Le meilleur indicateur de compétitivité de l’ensemble de la filière agroalimentaire française est le solde commercial des produits transformés avec les pays européens. En baisse année après année, et encore juste à l’équilibre (+ 84 millions d’euros) en 2014, ce dernier était déficitaire (- 574 millions d’euros) en 2015.

La France accuse encore un déficit de 932 millions d’euros sur les produits de la viande après 1,14 milliard l’an passé. Les ventes de volailles sont redevenues excédentaires mais de peu. La France importe 1 milliard d’euros de viandes qu’elle pourrait produire sur son sol dont 840 millions d’euros de viande de porc alors que ses éleveurs ne parviennent pas à écouler leurs productions ! Plus grave, une partie de la viande importée est issue d’animaux élevés en France, faute de compétitivité des transformateurs français.

Sinon, la France a accru, en 2015, sa dépendance en huiles tourteaux et corps gras avec des ventes qui ne représentent qu’un tiers des importations. En conséquence, le déficit commercial est de 2,4 milliards d’euros. L’autonomie de l’élevage français en protéines végétales reste un voeu pieux.

Mais surtout, la mauvaise conjoncture mondiale des produits laitiers s’est traduite par une chute importante des ventes (500 millions d’euros) et une recomposition du panel des denrées échangées, avec des achats proportionnellement plus importants (en recul de 340 millions d’euros) que les ventes (en baisse de 480 millions d’euros). Autrement dit, la crise a rendu moins compétitive l’industrie laitière française.

Produits agricoles bruts

Pour les produits agricoles bruts, l’année 2015 se caractérise par « des importations d’Union européenne et des pays tiers (13 milliards d’euros) en augmentation de 1 milliard (+ 9 %) par rapport à 2014. En particulier, les achats de fruits progressent de 600 millions d’euros et ceux de légumes de 300 millions », souligne le Ssp.

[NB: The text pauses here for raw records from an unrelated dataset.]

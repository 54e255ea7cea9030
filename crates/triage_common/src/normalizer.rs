//! Contract normalization.
//!
//! Final pass guaranteeing schema-level non-emptiness, independent of
//! category. Runs strictly after the enforcer so its generic fill-ins can
//! never satisfy the enforcer's term checks spuriously.

use crate::triage::{Category, TriageResult};

/// Generic acknowledgement used when the brain left the reply blank.
const GENERIC_ACK: &str = "Thanks for reporting this — we’ll help you get this resolved.";

/// Routing fallback per category when the brain left routing blank.
pub fn default_routing(category: Category) -> &'static str {
    match category {
        Category::Account => "Auth",
        Category::Billing => "Billing",
        Category::Outage => "SRE / On-Call",
        Category::Security => "Security",
        Category::Feature => "Product / PM",
        Category::Bug => "Engineering",
        Category::Other => "Support",
    }
}

/// Guarantee non-empty routing and customer_reply on `result` in place.
pub fn normalize(result: &mut TriageResult) {
    if result.routing.trim().is_empty() {
        result.routing = default_routing(result.category).to_string();
    }

    if result.customer_reply.trim().is_empty() {
        result.customer_reply = if result.questions.is_empty() {
            GENERIC_ACK.to_string()
        } else {
            format!(
                "{}\n\nTo move quickly, could you confirm:\n- {}",
                GENERIC_ACK,
                result.questions.join("\n- ")
            )
        };
    }
}

#[cfg(test)]
mod tests {
    use super::*;
    use crate::triage::Priority;

    fn result_with(category: Category, routing: &str, reply: &str) -> TriageResult {
        TriageResult {
            category,
            priority: Priority::P3,
            routing: routing.to_string(),
            tags: vec![],
            confidence: 0.5,
            summary: String::new(),
            customer_reply: reply.to_string(),
            questions: vec![],
            actions: vec![],
            prompt_version: "triage/v1".to_string(),
            model_version: "models/triage/v1.json".to_string(),
        }
    }

    #[test]
    fn test_empty_routing_uses_category_default() {
        let mut r = result_with(Category::Outage, "  ", "done");
        normalize(&mut r);
        assert_eq!(r.routing, "SRE / On-Call");

        let mut r = result_with(Category::Bug, "", "done");
        normalize(&mut r);
        assert_eq!(r.routing, "Engineering");
    }

    #[test]
    fn test_existing_routing_kept() {
        let mut r = result_with(Category::Outage, "Platform SRE", "done");
        normalize(&mut r);
        assert_eq!(r.routing, "Platform SRE");
    }

    #[test]
    fn test_empty_reply_synthesized_from_questions() {
        let mut r = result_with(Category::Account, "Auth", "");
        r.questions = vec!["What email are you using?".to_string(), "Which device?".to_string()];
        normalize(&mut r);
        assert!(r.customer_reply.contains("could you confirm"));
        assert!(r.customer_reply.contains("- What email are you using?"));
        assert!(r.customer_reply.contains("- Which device?"));
    }

    #[test]
    fn test_empty_reply_without_questions_is_generic() {
        let mut r = result_with(Category::Other, "Support", "   ");
        normalize(&mut r);
        assert_eq!(r.customer_reply, GENERIC_ACK);
    }

    #[test]
    fn test_nonempty_reply_untouched() {
        let mut r = result_with(Category::Other, "Support", "Already answered.");
        normalize(&mut r);
        assert_eq!(r.customer_reply, "Already answered.");
    }
}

Les exportations (15,7 milliards) augmentent de 900 millions d’euros (+ 6 %) par rapport à 2014, dont 400 (+ 6 %) pour les céréales (sans atteindre les sommets de l’année 2013). « Ce résultat est principalement imputable aux ventes d’orges qui augmentent de 500 millions d’euros (+ 52 %), sous l’effet de la hausse exceptionnelle des expéditions vers les pays tiers (Chine), aussi bien en quantité (+ 161 %) qu’en valeur (+ 187 %) », souligne le Ssp.

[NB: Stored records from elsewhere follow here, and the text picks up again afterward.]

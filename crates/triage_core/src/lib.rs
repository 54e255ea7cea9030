//! Triage Core - Brain capability and orchestration.
//!
//! Two interchangeable brains (deterministic rules, Ollama-backed) behind
//! one contract, plus the orchestrator that turns their output into a
//! contract-satisfying result.

pub mod brain;
pub mod ollama;
pub mod orchestrator;
pub mod prompts;
pub mod rules;

pub use brain::{select_brain, Brain};
pub use orchestrator::triage;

A noter aussi les exportations de pommes de terre dont les cours se sont nettement redressés.

En productions animales, « les exportations de bovins vivants augmentent de 112 millions d’euros (+ 9 %), grâce aux expéditions vers les pays tiers (Turquie) alors que le débouché vers l’UE reste stable ».

Ainsi, la France reste un pays producteur de matières premières agricoles, avec un excédent commercial très lié aux cours mondiaux et une gamme de produits compétitifs de plus en plus restreinte. Or l’agriculture française a les atouts pour produire de tout, et en quantités suffisantes, pour pourvoir à la demande des consommateurs (hormis les produits tropicaux).

Outre les faiblesses de l’industrie de transformation issue de produits agricoles, signalons l’énorme déficit de notre pays en produits de la pèche avec des importations quatre fois supérieures aux ventes à l’export, soit un déficit de 2,9 milliards d’euros alors que la France a un des plus grands espaces marins du globe.

Tous secteurs confondus, la baisse du déficit commercial de la France ne repose plus, depuis deux ans, sur de meilleures performances à l’export de l’industrie de produits transformés et sur les ventes de produits agricoles. Le déficit de la balance commerciale a diminué de 12,6 milliards d’euros sur un an et de près de 30 milliards depuis 2011. Alors que dans le même temps, l’excédent agricole et agroalimentaire a reculé de près de 2 milliards d’euros en 2014 avant de regagner 200 millions d’euros l’an passé.